The word "self" occurs in some lines of the data. Return each such line.

───── Supplied records ─────

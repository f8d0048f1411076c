//! Error types surfaced by the estimation engine.
//!
//! Request validation fails before any task is dispatched. Task faults and
//! interrupted retrievals abort a run. Pool teardown problems are reported
//! separately and never turn a finished run into a failure.
use std::io;
use std::time::Duration;

use thiserror::Error;

pub type Result<T> = std::result::Result<T, SimulationError>;

#[derive(Debug, Clone, PartialEq, Eq, Error)]
pub enum InvalidRequestError {
    #[error("total points must be non-negative, got {0}")]
    NegativeTotalPoints(i64),

    #[error("task count must be at least 1")]
    ZeroTaskCount,
}

#[derive(Debug, Error)]
pub enum SimulationError {
    #[error(transparent)]
    InvalidRequest(#[from] InvalidRequestError),

    #[error("task {task_id} failed: {reason}")]
    TaskFailed { task_id: usize, reason: String },

    #[error("interrupted while waiting for task {task_id}")]
    Interrupted { task_id: usize },

    #[error("task {task_id} did not finish within {timeout:?}")]
    TimedOut { task_id: usize, timeout: Duration },

    #[error("failed to start worker thread")]
    PoolSpawn(#[source] io::Error),
}

impl SimulationError {
    /// Id of the task whose retrieval failed, if the failure belongs to one.
    pub fn task_id(&self) -> Option<usize> {
        match self {
            SimulationError::TaskFailed { task_id, .. }
            | SimulationError::Interrupted { task_id }
            | SimulationError::TimedOut { task_id, .. } => Some(*task_id),
            SimulationError::InvalidRequest(_) | SimulationError::PoolSpawn(_) => None,
        }
    }
}

/// Raised while releasing the worker pool. Logged, never fatal.
#[derive(Debug, Clone, PartialEq, Eq, Error)]
pub enum TeardownError {
    #[error("worker {worker} panicked before it could be joined")]
    WorkerPanicked { worker: usize },
}

#[derive(Debug, Clone, PartialEq, Eq, Error)]
pub enum SampleError {
    #[error("sampling stopped with {remaining} points still unprocessed")]
    Incomplete { remaining: u64 },
}

#[cfg(test)]
mod tests {
    use super::*;

    #[test]
    fn invalid_request_converts_into_simulation_error() {
        let err: SimulationError = InvalidRequestError::NegativeTotalPoints(-4).into();
        assert!(matches!(
            err,
            SimulationError::InvalidRequest(InvalidRequestError::NegativeTotalPoints(-4))
        ));
        assert_eq!(err.to_string(), "total points must be non-negative, got -4");
        assert_eq!(err.task_id(), None);
    }

    #[test]
    fn task_errors_carry_their_task_id() {
        let err = SimulationError::Interrupted { task_id: 3 };
        assert_eq!(err.task_id(), Some(3));

        let err = SimulationError::TaskFailed {
            task_id: 1,
            reason: "boom".into(),
        };
        assert_eq!(err.to_string(), "task 1 failed: boom");
    }
}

─────

**Reply to the task:**
    pub fn task_id(&self) -> Option<usize> {
        match self {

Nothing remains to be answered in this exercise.